An unusual meeting: For children of Holocaust survivors, a meeting with Wehrmacht soldiers or their children is loaded. But some of them are prepared to overcome the past and to meet with Germans whose parents served in the army that killed six million Jews during the Holocaust.
One of those who did this is Professor Eli Somer, who met in Berlin last week with the son of Hitler’s military adjutant.
Professor Somer, a clinical psychologist from the Haifa University School of Social Work, went to Berlin as part of a joint project of the Alice Salomon University in Berlin and Haifa University.
The oldest child of Holocaust survivors, Professor Somer wanted to meet people involved in the Nazi regime. His guest in Berlin, whose grandfather was an S.S. officer, arranged two meetings for him.
Professor Somer (left) with Professor Friedrich Hossbach Junior
One of the meetings was held in the home of 78-year old Professor Friedrich Hossbach, whose father was the decorated military adjutant to Adolf Hitler.

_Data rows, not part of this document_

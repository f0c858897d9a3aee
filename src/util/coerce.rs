//! Field-level coercion from untyped tree values.
//!
//! Every function here returns `None` instead of failing: a malformed field
//! is dropped from the result and never aborts a whole-document parse.

use std::collections::BTreeSet;

use crate::tree::{format_number, Node, Value, ATTRIBUTE_PREFIX, TEXT_KEY};
use crate::util::text::decode_text;

/// Coerces a scalar to a non-empty trimmed string.
///
/// Text has CDATA unwrapped and entities decoded. Numbers and booleans are
/// stringified. Nodes, lists and whitespace-only text give `None`.
pub fn parse_string(value: &Value) -> Option<String> {
    match value {
        Value::Text(raw) => {
            let text = decode_text(raw);
            if text.is_empty() {
                None
            } else {
                Some(text)
            }
        }
        Value::Number(n) if n.is_finite() => Some(format_number(*n)),
        Value::Bool(b) => Some(b.to_string()),
        _ => None,
    }
}

/// Coerces a number or numeric string. Rejects `NaN`, infinities and
/// anything that is not entirely numeric after trimming.
pub fn parse_number(value: &Value) -> Option<f64> {
    let n = match value {
        Value::Number(n) => *n,
        Value::Text(_) => parse_string(value)?.parse::<f64>().ok()?,
        _ => return None,
    };
    n.is_finite().then_some(n)
}

/// Accepts real booleans and the strings `true`/`false` in any case.
pub fn parse_boolean(value: &Value) -> Option<bool> {
    match value {
        Value::Bool(b) => Some(*b),
        Value::Text(_) => {
            let text = parse_string(value)?;
            if text.eq_ignore_ascii_case("true") {
                Some(true)
            } else if text.eq_ignore_ascii_case("false") {
                Some(false)
            } else {
                None
            }
        }
        _ => None,
    }
}

/// Like [`parse_boolean`] but also accepts `yes`/`no`, the encoding used by
/// the iTunes and related podcast namespaces.
pub fn parse_yes_no_boolean(value: &Value) -> Option<bool> {
    if let Some(b) = parse_boolean(value) {
        return Some(b);
    }
    let text = parse_string(value)?;
    if text.eq_ignore_ascii_case("yes") {
        Some(true)
    } else if text.eq_ignore_ascii_case("no") {
        Some(false)
    } else {
        None
    }
}

/// The text-bearing part of a value: `#text` of an element that also has
/// attributes or children, otherwise the value itself.
pub fn retrieve_text(value: &Value) -> Option<&Value> {
    match value {
        Value::Node(node) => node.get(TEXT_KEY),
        Value::Null => None,
        other => Some(other),
    }
}

pub fn parse_text_string(value: &Value) -> Option<String> {
    retrieve_text(value).and_then(parse_string)
}

pub fn parse_text_number(value: &Value) -> Option<f64> {
    retrieve_text(value).and_then(parse_number)
}

/// Splits a comma-separated text value and coerces each piece.
pub fn parse_csv_of<T>(value: &Value, parse: impl Fn(&Value) -> Option<T>) -> Option<Vec<T>> {
    let text = parse_text_string(value)?;
    let items = text
        .split(',')
        .filter_map(|piece| parse(&Value::Text(piece.to_string())))
        .collect::<Vec<_>>();
    trim_array(items.into_iter().map(Some))
}

/// `None` when the value equals its type's default, i.e. every optional
/// field ended up absent.
pub fn trim_object<T: Default + PartialEq>(value: T) -> Option<T> {
    if value == T::default() {
        None
    } else {
        Some(value)
    }
}

/// Drops absent entries; `None` instead of an empty list.
pub fn trim_array<T>(values: impl IntoIterator<Item = Option<T>>) -> Option<Vec<T>> {
    let items = values.into_iter().flatten().collect::<Vec<_>>();
    if items.is_empty() {
        None
    } else {
        Some(items)
    }
}

/// Canonical namespace prefixes used by a node's element and attribute keys.
///
/// Run on a normalized tree, so `xmlns` declarations are skipped and only
/// prefixes that survived normalization are reported.
pub fn detect_namespaces(node: &Node) -> BTreeSet<String> {
    node.keys()
        .filter(|key| !key.starts_with("@xmlns"))
        .filter_map(|key| {
            let name = key.strip_prefix(ATTRIBUTE_PREFIX).unwrap_or(key);
            name.split_once(':').map(|(prefix, _)| prefix.to_string())
        })
        .collect()
}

Hossbach showed Somer two photos of himself with the German Fuehrer.
Says Professor Somer, “He took out two photos, one of him as a boy of eight, photographed with Hitler and another two children as well as the Minister of Propaganda, Joseph Goebbels. In the other picture a 14-year old Hossbach is shown in a Hitler Youth uniform shaking Hitler’s hand.”
His German host remembers his father well. A photograph of his father the general, decorated with medals, hangs proudly in the study of his home. Somer notes that “on the one hand he apparently loved his father very much, and this is evidenced by the photo that is still hanging in his home. On the other hand, it was clear that he was ashamed of his father’s past.”
Hossbach explained to Somer what he had absorbed as a child during the Third Reich.
“Among the stories it came out that he understood that Germany was surrounded by enemies and that it had to fight for its existence. He said that from time to time young people heard ideological lectures from senior Wehrmacht officials, and he claimed that he thought they were ridiculous. Hossbach also showed me a notebook and homework he received as a child in which he used graphs to describe his family’s racial purity,” said Somer.
'Remembered as someone who went against Hitler'
But Hossbach wanted to remember his father in a different way, perhaps as a man who went against the Nazi regime toward the end of the war.
“Hossbach said that his father received an order to fight on the Russian front till the last soldier, but he decided to withdraw with his regiment and disperse it. The day after his father arrived home the Gestapo surrounded the Hossbach family home, and there were exchanges of fire between the soliders and officers from the father’s unit and the German secret police.
"They did not surrender and continued to fight until the American army came. I got the feeling that this is the way he wants to remember his father, as someone who ultimately went against Hitler.”
Hitler (right), Hossbach (center) and Goebbels (left) (Reproduction: Eli Somer)
Although during their meeting Hossbach tried to hide his father’s closeness to Hitler, Professor Somer went online and discovered what Hossbach pere had been doing from 1933-1945 when the Nazis ruled Germany.
“Hossbach ‘forgot’ to tell me that his father was Hitler’s military adjutant from 1934-1938. I found in a German government archive information about how close the officer was to Hitler. In addition, I discovered that Hossbach pere received the Bronze Medal, and that he had gone above and beyond his duty when he led one of his regiments in the conquest of Poland. So my imagination went many steps forward, and I began to think how many of our people he had met during the war, and what his role was in our tragedy.”
In spite of the information he discovered, Professor Somer says that he would in any case have met the Nazi officer’s son, who is very active in commemorating the Jews of Berlin who were killed by the regime in which his father served.
And what does the son of a Holocaust survivor feel when he meets the son of a senior Nazi official?
“My feelings were mixed. I had a need to get as close as possible to the Nazi monster and to look him in the eyes. I felt that I was doing this with the confidence of an Israeli and a professional, but the whole time I felt a mixture of slight nausea, fear, and profound sadness. These were responses to the awareness that the destruction of our people had been planned in Berlin and that the man sitting across from me was in fact a witness to these processes, but from the other side.”